The following example plots a bar chart of the relative frequency of data "y" in the data range -8 to 94 at intervals of 17.
The data is as follows:
y = [45 40 28 51 18 35 29 21 29 22 38 24 34 37 43 44 48 ...
28 9 41 31 40 24 17 15 37 33 35 28 25 25 31 29 44 ...
41 43 29 25 45 17 61 94 51 39 50 37 40 64 34 20];
Calculating the desired interval width, and creating the desired data range:
numIntervals = 5;
intervalWidth = (max(y) - min(y))/numIntervals;
x = -8:intervalWidth:94;
Next, use the HISTC function to find the frequency of each data range "x" in the given data set "y". This function returns the histogram count for a data set and range.
Calculate the relative frequency of each data range by dividing the frequency by the total number of data points:
relativefreq = ncount/length(y);
Finally plot the relative frequency versus the data ranges as a bar chart.
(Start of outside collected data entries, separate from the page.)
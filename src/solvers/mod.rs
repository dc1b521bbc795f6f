//! Least squares fitting and scatterplot smoothing.

mod lowess;
mod ols;
mod traits;

pub use lowess::{lowess, LowessFit, SmoothingError};
pub use ols::{FittedOls, OlsRegressor, OlsRegressorBuilder};
pub use traits::{FittedRegressor, RegressionError, Regressor};

pub(crate) use traits::check_feature_names;
impl Regressor for OlsRegressor {
    type Fitted = FittedOls;

    fn fit(&self, x: &Mat<f64>, y: &Col<f64>) -> Result<Self::Fitted, RegressionError> {
        let n_samples = x.nrows();
        let n_features = x.ncols();

        if x.nrows() != y.nrows() {
            return Err(RegressionError::DimensionMismatch {
                x_rows: x.nrows(),
                y_len: y.nrows(),
            });
        }

        if n_samples < 2 {
            return Err(RegressionError::InsufficientObservations {
                needed: 2,
                got: n_samples,
            });
        }

        let with_intercept = self.options.with_intercept;
        let n_params_full = n_features + usize::from(with_intercept);

        if n_params_full == 0 {
            return Err(RegressionError::EmptyFeatureSet);
        }

        // Fewer rows than parameters can never be full rank.
        if n_samples < n_params_full && !self.options.allow_aliased {
            return Err(RegressionError::InsufficientObservations {
                needed: n_params_full,
                got: n_samples,
            });
        }

        let constant_cols = if with_intercept {
            detect_constant_columns(x, CONSTANT_TOLERANCE)
        } else {
            vec![false; n_features]
        };

        let (coefficients, intercept, aliased, rank) = if with_intercept {
            let (x_centered, x_means) = center_columns(x);
            let (y_centered, y_mean) = center_vector(y);

            let (coefficients, aliased, rank) =
                self.solve_with_qr(&x_centered, &y_centered, &constant_cols);

            // intercept = y_mean - x_means' * coefficients
            let mut intercept = y_mean;
            for j in 0..n_features {
                if !aliased[j] {
                    intercept -= x_means[j] * coefficients[j];
                }
            }
            (coefficients, Some(intercept), aliased, rank)
        } else {
            let (coefficients, aliased, rank) = self.solve_with_qr(x, y, &constant_cols);
            (coefficients, None, aliased, rank)
        };

        if !self.options.allow_aliased && aliased.iter().any(|&a| a) {
            let columns = aliased
                .iter()
                .enumerate()
                .filter(|(_, &a)| a)
                .map(|(j, _)| j)
                .collect();
            return Err(RegressionError::SingularDesign { columns });
        }

        let fitted_values = Col::from_fn(n_samples, |i| {
            let mut pred = intercept.unwrap_or(0.0);
            for j in 0..n_features {
                if !aliased[j] {
                    pred += x[(i, j)] * coefficients[j];
                }
            }
            pred
        });
        let residuals = Col::from_fn(n_samples, |i| y[i] - fitted_values[i]);

        let n_params = rank + usize::from(with_intercept);
        let result = self.compute_statistics(
            x,
            y,
            coefficients,
            intercept,
            residuals,
            fitted_values,
            aliased,
            rank,
            n_params,
        );

        // (X_aug'X_aug)⁻¹ backs prediction intervals; aliased fits have none.
        let xtx_inverse = if with_intercept && !result.has_aliased() {
            compute_xtx_inverse_augmented(x).ok()
        } else {
            None
        };

        Ok(FittedOls {
            options: self.options.clone(),
            result,
            xtx_inverse,
        })
    }
}

impl OlsRegressor {
    /// Solve the least squares problem on the non-aliased columns.
    ///
    /// Columns are screened in their original order: a column whose
    /// component orthogonal to the already accepted columns is below
    /// `rank_tolerance` (relative to its own norm) is aliased, so the later
    /// of two collinear columns is the one dropped. The remaining full-rank
    /// block is solved with a Householder QR and back-substitution.
    ///
    /// Returns `(coefficients, aliased, rank)`; aliased coefficients are NaN.
    fn solve_with_qr(
        &self,
        x: &Mat<f64>,
        y: &Col<f64>,
        constant_cols: &[bool],
    ) -> (Col<f64>, Vec<bool>, usize) {
        let n_features = x.ncols();
        let aliased = screen_aliased_columns(x, constant_cols, self.options.rank_tolerance);
        let kept: Vec<usize> = (0..n_features).filter(|&j| !aliased[j]).collect();
        let rank = kept.len();

        if rank == 0 {
            return (Col::from_fn(n_features, |_| f64::NAN), aliased, 0);
        }

        let x_kept = select_columns(x, &kept);
        let qr = x_kept.qr();
        let q = qr.compute_Q();
        let r = qr.R();

        // Solve R * beta = Q' * y for the leading rank x rank block.
        let qty = q.transpose() * y;
        let mut beta_reduced = Col::zeros(rank);
        for i in (0..rank).rev() {
            let mut sum = qty[i];
            for j in (i + 1)..rank {
                sum -= r[(i, j)] * beta_reduced[j];
            }
            beta_reduced[i] = sum / r[(i, i)];
        }

        let mut coefficients = Col::from_fn(n_features, |_| f64::NAN);
        for (pos, &j) in kept.iter().enumerate() {
            coefficients[j] = beta_reduced[pos];
        }

        (coefficients, aliased, rank)
    }

    /// Compute sums of squares, fit statistics and optionally inference.
    #[allow(clippy::too_many_arguments)]
    fn compute_statistics(
        &self,
        x: &Mat<f64>,
        y: &Col<f64>,
        coefficients: Col<f64>,
        intercept: Option<f64>,
        residuals: Col<f64>,
        fitted_values: Col<f64>,
        aliased: Vec<bool>,
        rank: usize,
        n_params: usize,
    ) -> RegressionResult {
        let n = y.nrows();
        let nf = n as f64;

        let y_mean: f64 = y.iter().sum::<f64>() / nf;
        let sst: f64 = y.iter().map(|&yi| (yi - y_mean).powi(2)).sum();
        let sse: f64 = residuals.iter().map(|&r| r.powi(2)).sum();

        let r_squared = if sst > 0.0 {
            (1.0 - sse / sst).clamp(0.0, 1.0)
        } else if sse < 1e-10 {
            1.0
        } else {
            0.0
        };

        let df_total = (n - 1) as f64;
        let df_resid = n.saturating_sub(n_params) as f64;
        let adj_r_squared = if df_resid > 0.0 && df_total > 0.0 {
            1.0 - (1.0 - r_squared) * df_total / df_resid
        } else {
            f64::NAN
        };

        let mse = if df_resid > 0.0 { sse / df_resid } else { f64::NAN };
        let rmse = mse.sqrt();

        let df_model = n_params.saturating_sub(usize::from(intercept.is_some())) as f64;
        let f_statistic = if df_model > 0.0 && df_resid > 0.0 && mse > 0.0 {
            ((sst - sse) / df_model) / mse
        } else {
            f64::NAN
        };

        let f_pvalue = if f_statistic.is_finite() {
            FisherSnedecor::new(df_model, df_resid)
                .ok()
                .map_or(f64::NAN, |d| 1.0 - d.cdf(f_statistic))
        } else {
            f64::NAN
        };

        // Gaussian log-likelihood at the ML variance SSE / n.
        let log_likelihood = if sse > 0.0 {
            -0.5 * nf * (1.0 + (2.0 * std::f64::consts::PI).ln() + (sse / nf).ln())
        } else {
            f64::NAN
        };

        let k = n_params as f64;
        let aic = 2.0 * k - 2.0 * log_likelihood;
        let bic = k * nf.ln() - 2.0 * log_likelihood;

        let mut result = RegressionResult::empty(x.ncols(), n);
        result.coefficients = coefficients;
        result.intercept = intercept;
        result.residuals = residuals;
        result.fitted_values = fitted_values;
        result.rank = rank;
        result.n_parameters = n_params;
        result.aliased = aliased;
        result.sst = sst;
        result.sse = sse;
        result.r_squared = r_squared;
        result.adj_r_squared = adj_r_squared;
        result.mse = mse;
        result.rmse = rmse;
        result.f_statistic = f_statistic;
        result.f_pvalue = f_pvalue;
        result.log_likelihood = log_likelihood;
        result.aic = aic;
        result.bic = bic;
        result.confidence_level = self.options.confidence_level;

        if self.options.compute_inference && !result.has_aliased() {
            self.compute_inference(x, &mut result);
        }

        result
    }

    /// Compute standard errors, t-statistics, p-values and confidence intervals.
    ///
    /// Leaves the optional fields empty when the residual variance is undefined.
    fn compute_inference(&self, x: &Mat<f64>, result: &mut RegressionResult) {
        let df = result.residual_df() as f64;
        if df <= 0.0 || !result.mse.is_finite() {
            return;
        }

        let level = self.options.confidence_level;

        let (se, se_int) = if result.intercept.is_some() {
            match CoefficientInference::standard_errors_with_intercept(x, result.mse) {
                Ok((se, se_int)) => (se, Some(se_int)),
                Err(_) => return,
            }
        } else {
            match CoefficientInference::standard_errors(x, result.mse) {
                Ok(se) => (se, None),
                Err(_) => return,
            }
        };

        let t_stats = CoefficientInference::t_statistics(&result.coefficients, &se);
        let p_vals = CoefficientInference::p_values(&t_stats, df);
        let (ci_lower, ci_upper) =
            CoefficientInference::confidence_intervals(&result.coefficients, &se, df, level);

        result.std_errors = Some(se);
        result.t_statistics = Some(t_stats);
        result.p_values = Some(p_vals);
        result.conf_interval_lower = Some(ci_lower);
        result.conf_interval_upper = Some(ci_upper);

        if let (Some(intercept), Some(se_int)) = (result.intercept, se_int) {
            let t_int = if se_int > 0.0 {
                intercept / se_int
            } else {
                f64::NAN
            };

            let t_dist = StudentsT::new(0.0, 1.0, df).ok();
            let p_int = if t_int.is_finite() {
                t_dist.map_or(f64::NAN, |d| 2.0 * (1.0 - d.cdf(t_int.abs())))
            } else {
                f64::NAN
            };
            let t_crit = t_dist.map_or(f64::NAN, |d| d.inverse_cdf(1.0 - (1.0 - level) / 2.0));

            result.intercept_std_error = Some(se_int);
            result.intercept_t_statistic = Some(t_int);
            result.intercept_p_value = Some(p_int);
            result.intercept_conf_interval =
                Some((intercept - t_crit * se_int, intercept + t_crit * se_int));
        }
    }
}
On this chart, the bars will be adjoining, and the tick marks on the x-axis will label the extent of each bar's data range.
bar(x-intervalWidth/2, relativefreq,1)
xlim([min(x) max(x)])
set(gca, 'xtick', x)
Note that the BAR function centers the bars it creates on the supplied x-data. So this data has been translated by half an interval so the extents of the bar width fall on the limits of the data ranges.